Exercise materials:
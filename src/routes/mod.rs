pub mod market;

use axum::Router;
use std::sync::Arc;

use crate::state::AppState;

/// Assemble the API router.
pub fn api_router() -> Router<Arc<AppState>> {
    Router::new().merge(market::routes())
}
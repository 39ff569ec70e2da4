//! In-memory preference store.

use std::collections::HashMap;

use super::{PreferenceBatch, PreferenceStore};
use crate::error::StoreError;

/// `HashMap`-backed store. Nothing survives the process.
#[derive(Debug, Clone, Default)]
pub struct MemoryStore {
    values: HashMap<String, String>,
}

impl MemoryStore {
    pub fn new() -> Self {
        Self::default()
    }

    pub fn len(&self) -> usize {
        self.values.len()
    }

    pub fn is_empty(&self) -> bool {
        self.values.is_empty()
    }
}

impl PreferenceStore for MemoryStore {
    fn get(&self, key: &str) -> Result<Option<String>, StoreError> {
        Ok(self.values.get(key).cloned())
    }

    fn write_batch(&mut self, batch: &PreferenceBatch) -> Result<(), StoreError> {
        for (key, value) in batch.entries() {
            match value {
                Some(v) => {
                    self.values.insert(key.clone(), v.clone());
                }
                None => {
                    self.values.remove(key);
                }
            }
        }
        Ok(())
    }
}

Task item: For every entry above, give it back exactly as written.

Response to this exercise:
filename src/routes/mod.rs
pub mod market;

use axum::Router;
use std::sync::Arc;

use crate::state::AppState;

/// Assemble the API router.
pub fn api_router() -> Router<Arc<AppState>> {
    Router::new().merge(market::routes())
}
repository 39ff569ec70e2da4
//! In-memory preference store.

use std::collections::HashMap;

use super::{PreferenceBatch, PreferenceStore};
use crate::error::StoreError;

/// `HashMap`-backed store. Nothing survives the process.
#[derive(Debug, Clone, Default)]
pub struct MemoryStore {
    values: HashMap<String, String>,
}

impl MemoryStore {
    pub fn new() -> Self {
        Self::default()
    }

    pub fn len(&self) -> usize {
        self.values.len()
    }

    pub fn is_empty(&self) -> bool {
        self.values.is_empty()
    }
}

impl PreferenceStore for MemoryStore {
    fn get(&self, key: &str) -> Result<Option<String>, StoreError> {
        Ok(self.values.get(key).cloned())
    }

    fn write_batch(&mut self, batch: &PreferenceBatch) -> Result<(), StoreError> {
        for (key, value) in batch.entries() {
            match value {
                Some(v) => {
                    self.values.insert(key.clone(), v.clone());
                }
                None => {
                    self.values.remove(key);
                }
            }
        }
        Ok(())
    }
}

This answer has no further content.